The single greatest challenge facing us, I believe, is to engage
in serious conversation with departments about ways in which we
can create a single curriculum in which the needs of general education,
introductory discipline-based education, and education in the
major for undergraduates are rationalized and harmonized. I believe
that this can be done. Moreover, I am hopeful that we might be
able to use the fact of our commitment to innovation in the field
of general education as a means of increasing at least modestly
the size of our standing faculty, an increase that would relieve
at least some of the strain already being felt by our faculty.
But to be successful--to meet the challenge of providing the best
liberal arts education available at any research university in
the nation--we will need to be willing to open our minds to new
and better ways of constructing our curriculum.
In
November of this year, as part or our federally-funded grant from
the Department of Education, we held a "Pilot Curriculum
Symposium" at which more than 50 of our own faculty and five
distinguished educators from outside of Penn came together to
discuss our progress in the Pilot Curriculum thus far and to chart
our plans for the future. In the course of that symposium, Robert
Thompson, undergraduate Dean at Duke University, asked us if we
had conducted a "self-study" before embarking on our
experiment in general education. Although CUE considered informally
a number of strengths and weakness of our current curriculum,
its proposal for a Pilot Curriculum was not prefaced by a self-study.

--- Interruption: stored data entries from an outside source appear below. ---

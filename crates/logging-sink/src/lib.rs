#![deny(unsafe_code)]
#![deny(missing_docs)]
#![deny(rustdoc::broken_intra_doc_links)]

//! # Overview
//!
//! `logging_sink` provides the physical outputs loggers write to and the
//! factory that builds them from configuration:
//!
//! - [`ConsoleSink`]: standard output with level-based coloring controlled by
//!   [`set_colored`].
//! - [`RotatingFileSink`]: a size-rotated file keeping a fixed number of
//!   history files.
//! - [`SinkFactory`]: resolves logical sink names to instances, sharing file
//!   sinks through a [`SinkCache`] keyed by normalised path.
//!
//! # Invariants
//!
//! - There is one standard output sink per process.
//! - A [`SinkCache`] holds at most one file sink per normalised path; the
//!   cache has its own lock.
//! - A file sink whose rotation failed stays closed and rejects every later
//!   write with [`SinkError::Closed`](logging::SinkError::Closed).
//!
//! # Paths
//!
//! A file sink's `*_full_name` is the path without extension; `.log` is
//! appended. A leading `$` anchors the path at the running executable's
//! directory. When opening fails because the file is locked or not writable,
//! up to [`MAX_OPEN_RETRIES`] alternate names of the form `<path>.<pid>-<n>`
//! are tried.
//!
//! # Examples
//!
//! ```
//! use logging::{Level, Sink};
//! use logging_config::ConfigStore;
//! use logging_sink::{SinkCache, SinkFactory};
//!
//! let dir = tempfile::tempdir().unwrap();
//! let base = dir.path().join("app").display().to_string();
//! let config = ConfigStore::from_entries([
//!     ("appfile_full_name", base.as_str()),
//!     ("appfile_size", "4096"),
//! ]);
//!
//! let cache = SinkCache::new();
//! let factory = SinkFactory::new(&config, &cache);
//! let sink = factory.rotating_file("appfile").unwrap();
//! sink.log(Level::Info, "ready\n").unwrap();
//! assert!(dir.path().join("app.log").exists());
//! ```

mod console;
mod error;
mod factory;
pub mod platform;
mod rotating;
mod trace;

pub use console::{ConsoleSink, colored, set_colored};
pub use error::SinkFactoryError;
pub use factory::{MAX_OPEN_RETRIES, SinkCache, SinkFactory, SinkKind, SinkProvider};
pub use rotating::{LOG_EXTENSION, RotatingFileSink};
#![deny(unsafe_code)]
#![deny(missing_docs)]
#![deny(rustdoc::broken_intra_doc_links)]
#![cfg_attr(docsrs, feature(doc_cfg))]

//! # Overview
//!
//! `logwire` builds a set of named loggers from a flat key/value
//! configuration and wires them to console and size-rotated file sinks.
//! Configuration comes from a file, from entries registered in code, or from
//! built-in defaults, and the loggers are constructed exactly once per
//! process on first use.
//!
//! # Design
//!
//! The crate is a facade over the workspace:
//!
//! - [`logging_config`]: the configuration store, its file format and the
//!   per-logger and per-sink settings resolved from it.
//! - [`logging`]: levels, patterns, loggers and the registry.
//! - [`logging_sink`]: console and rotating file sinks and the factory that
//!   builds and shares them.
//! - [`orchestrator`]: the [`Context`] that constructs every configured
//!   logger once.
//!
//! The free functions in this crate operate on [`Context::global`].
//!
//! # Invariants
//!
//! - [`set_config`] and [`set_config_file`] only succeed before the first
//!   call to [`instance`] (or [`logger`], [`config`], [`config_source`]).
//! - [`logger`] never fails for an unknown name while a root logger exists;
//!   it returns the root logger instead.
//!
//! # Examples
//!
//! ```no_run
//! logwire::set_config(
//!     [("custom_logger_names", "net"), ("net_level", "info")],
//!     true,
//! )
//! .unwrap();
//!
//! let net = logwire::logger("net").unwrap();
//! net.info("listening");
//! net.warn(format_args!("{} retries left", 3));
//! ```

pub mod cli;

use std::path::Path;
use std::sync::Arc;

use thiserror::Error;

pub use logging::{
    ASYNC_QUEUE_CAPACITY, CaptureSink, ErrorHandler, Level, Location, Logger, LoggerBuilder,
    LookupError, ParseLevelError, Pattern, Record, Registry, RegistryError, Sink, SinkError,
};
pub use logging_config::{
    ConfigError, ConfigStore, FileSinkSettings, LoggerSettings, keys,
};
pub use logging_sink::{
    ConsoleSink, RotatingFileSink, SinkCache, SinkFactory, SinkFactoryError, SinkKind,
    SinkProvider,
};
pub use orchestrator::{
    ConfigSource, Context, InitError, Orchestrator, OrchestratorBuilder, OverrideKind,
};

/// Failures of the facade's convenience functions.
#[derive(Debug, Error)]
pub enum Error {
    /// Logging could not be initialised.
    #[error(transparent)]
    Init(#[from] InitError),
    /// Neither the requested nor the root logger exists.
    #[error(transparent)]
    Lookup(#[from] LookupError),
    /// A sink failed while flushing.
    #[error(transparent)]
    Sink(#[from] SinkError),
}

/// Registers configuration entries for the global context.
///
/// See [`Context::set_config`].
pub fn set_config<I, K, V>(entries: I, clear_old: bool) -> Result<(), InitError>
where
    I: IntoIterator<Item = (K, V)>,
    K: Into<String>,
    V: Into<String>,
{
    Context::global().set_config(entries, clear_old)
}

/// Registers a configuration file for the global context.
pub fn set_config_file(path: impl AsRef<Path>) -> Result<(), InitError> {
    Context::global().set_config_file(path)
}

/// Enables or disables level coloring on the console.
pub fn set_colored(enabled: bool) {
    logging_sink::set_colored(enabled);
}

/// The global orchestrator, built on first use.
pub fn instance() -> Result<Arc<Orchestrator>, InitError> {
    Context::global().instance()
}

/// Builds the global orchestrator from `config`.
pub fn instance_with_config(config: ConfigStore) -> Result<Arc<Orchestrator>, InitError> {
    Context::global().instance_with_config(config)
}

/// Builds the global orchestrator from `builder`.
pub fn instance_with(builder: OrchestratorBuilder) -> Result<Arc<Orchestrator>, InitError> {
    Context::global().instance_with(builder)
}

/// The logger called `name`, or the root logger when there is none.
pub fn logger(name: &str) -> Result<Arc<Logger>, Error> {
    Ok(instance()?.logger(name)?)
}

/// The root logger.
pub fn root_logger() -> Result<Arc<Logger>, Error> {
    Ok(instance()?.root()?)
}

/// A copy of the configuration the global loggers were built from.
pub fn config() -> Result<ConfigStore, InitError> {
    Ok(instance()?.config().clone())
}

/// Where the global configuration came from.
pub fn config_source() -> Result<ConfigSource, InitError> {
    Ok(instance()?.config_source())
}

/// Flushes every globally configured logger.
pub fn flush_all() -> Result<(), Error> {
    instance()?.flush_all()?;
    Ok(())
}
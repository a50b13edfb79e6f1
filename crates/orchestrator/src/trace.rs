//! Initialisation tracing.

use std::path::Path;

#[cfg(feature = "tracing")]
use tracing::{debug, info, warn};

use crate::source::ConfigSource;

/// Trace the configuration source chosen for a new orchestrator.
#[cfg(feature = "tracing")]
#[inline]
pub fn config_resolved(source: ConfigSource) {
    info!(target: "logwire::init", source = %source, "logging configuration from {}", source);
}

/// Trace the chosen configuration source - no-op when tracing is disabled.
#[cfg(not(feature = "tracing"))]
#[inline]
pub fn config_resolved(_source: ConfigSource) {}

/// Trace a configuration file that could not be used.
#[cfg(feature = "tracing")]
#[inline]
pub fn config_file_unusable(path: &Path, err: &logging_config::ConfigError) {
    debug!(
        target: "logwire::init",
        path = %path.display(),
        "config file {} not used: {}",
        path.display(),
        err
    );
}

/// Trace an unusable configuration file - no-op when tracing is disabled.
#[cfg(not(feature = "tracing"))]
#[inline]
pub fn config_file_unusable(_path: &Path, _err: &logging_config::ConfigError) {}

/// Trace a constructed logger.
#[cfg(feature = "tracing")]
#[inline]
pub fn logger_built(logger: &logging::Logger) {
    debug!(
        target: "logwire::init",
        logger = logger.name(),
        level = %logger.level(),
        sinks = logger.sink_count(),
        asynchronous = logger.is_async(),
        "built logger {}",
        logger.name()
    );
}

/// Trace a constructed logger - no-op when tracing is disabled.
#[cfg(not(feature = "tracing"))]
#[inline]
pub fn logger_built(_logger: &logging::Logger) {}

/// Warn about an initialisation that was rolled back.
#[cfg(feature = "tracing")]
#[inline]
pub fn init_failed(err: &crate::InitError) {
    warn!(target: "logwire::init", error = %err, "logging initialisation failed: {}", err);
}

/// Warn about a rolled back initialisation - no-op when tracing is disabled.
#[cfg(not(feature = "tracing"))]
#[inline]
pub fn init_failed(_err: &crate::InitError) {}
//! crates/logging/src/level.rs
//! Severity levels and their textual names.

use std::fmt;
use std::str::FromStr;

use thiserror::Error;

/// Severity of a record, ordered from most to least verbose.
///
/// [`Level::Off`] is only meaningful as a logger threshold; it disables
/// every record.
#[derive(Copy, Clone, Debug, PartialEq, Eq, PartialOrd, Ord, Hash)]
#[cfg_attr(feature = "serde", derive(serde::Serialize, serde::Deserialize))]
#[cfg_attr(feature = "serde", serde(rename_all = "lowercase"))]
pub enum Level {
    /// Finest-grained tracing output.
    Trace,
    /// Debugging detail.
    Debug,
    /// Normal operational messages.
    Info,
    /// Something unexpected that did not stop the operation.
    #[cfg_attr(feature = "serde", serde(rename = "warning"))]
    Warn,
    /// A failed operation.
    Error,
    /// A failure the process may not survive.
    Critical,
    /// Threshold that suppresses every record.
    Off,
}

/// Error returned by [`Level::from_str`] for an unrecognised name.
#[derive(Clone, Debug, Error, PartialEq, Eq)]
#[error("unknown log level '{0}'")]
pub struct ParseLevelError(pub String);

impl Level {
    /// All levels from most to least verbose.
    pub const ALL: [Self; 7] = [
        Self::Trace,
        Self::Debug,
        Self::Info,
        Self::Warn,
        Self::Error,
        Self::Critical,
        Self::Off,
    ];

    /// The configuration name of the level.
    pub const fn as_str(self) -> &'static str {
        match self {
            Self::Trace => "trace",
            Self::Debug => "debug",
            Self::Info => "info",
            Self::Warn => "warning",
            Self::Error => "error",
            Self::Critical => "critical",
            Self::Off => "off",
        }
    }

    /// Single upper-case letter used by the `%L` pattern flag.
    pub const fn short_name(self) -> char {
        match self {
            Self::Trace => 'T',
            Self::Debug => 'D',
            Self::Info => 'I',
            Self::Warn => 'W',
            Self::Error => 'E',
            Self::Critical => 'C',
            Self::Off => 'O',
        }
    }

    /// Looks up a level by name, ignoring ASCII case and surrounding whitespace.
    ///
    /// `warn` and `err` are accepted as aliases.
    pub fn from_name(name: &str) -> Option<Self> {
        let name = name.trim();
        if name.eq_ignore_ascii_case("warn") {
            return Some(Self::Warn);
        }
        if name.eq_ignore_ascii_case("err") {
            return Some(Self::Error);
        }
        Self::ALL
            .into_iter()
            .find(|level| level.as_str().eq_ignore_ascii_case(name))
    }

    /// Like [`Level::from_name`], but an unknown name selects [`Level::Trace`].
    pub fn parse_or_most_verbose(name: &str) -> Self {
        Self::from_name(name).unwrap_or(Self::Trace)
    }

    pub(crate) const fn to_u8(self) -> u8 {
        self as u8
    }

    pub(crate) const fn from_u8(value: u8) -> Self {
        match value {
            0 => Self::Trace,
            1 => Self::Debug,
            2 => Self::Info,
            3 => Self::Warn,
            4 => Self::Error,
            5 => Self::Critical,
            _ => Self::Off,
        }
    }
}

impl fmt::Display for Level {
    fn fmt(&self, f: &mut fmt::Formatter<'_>) -> fmt::Result {
        f.write_str(self.as_str())
    }
}

impl FromStr for Level {
    type Err = ParseLevelError;

    fn from_str(s: &str) -> Result<Self, Self::Err> {
        Self::from_name(s).ok_or_else(|| ParseLevelError(s.to_owned()))
    }
}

Rather, the Pilot Curriculum is our self-study. It is the means
by which we will take stock of what we are already doing well,
of those things that we need to do better, and of those new things
we need to do if we are to do better in the future. And, perhaps
most important, it is the means by which we as a faculty can generate
within ourselves the enthusiasm and commitment not only to devise,
but also to implement a curriculum in which we sincerely believe.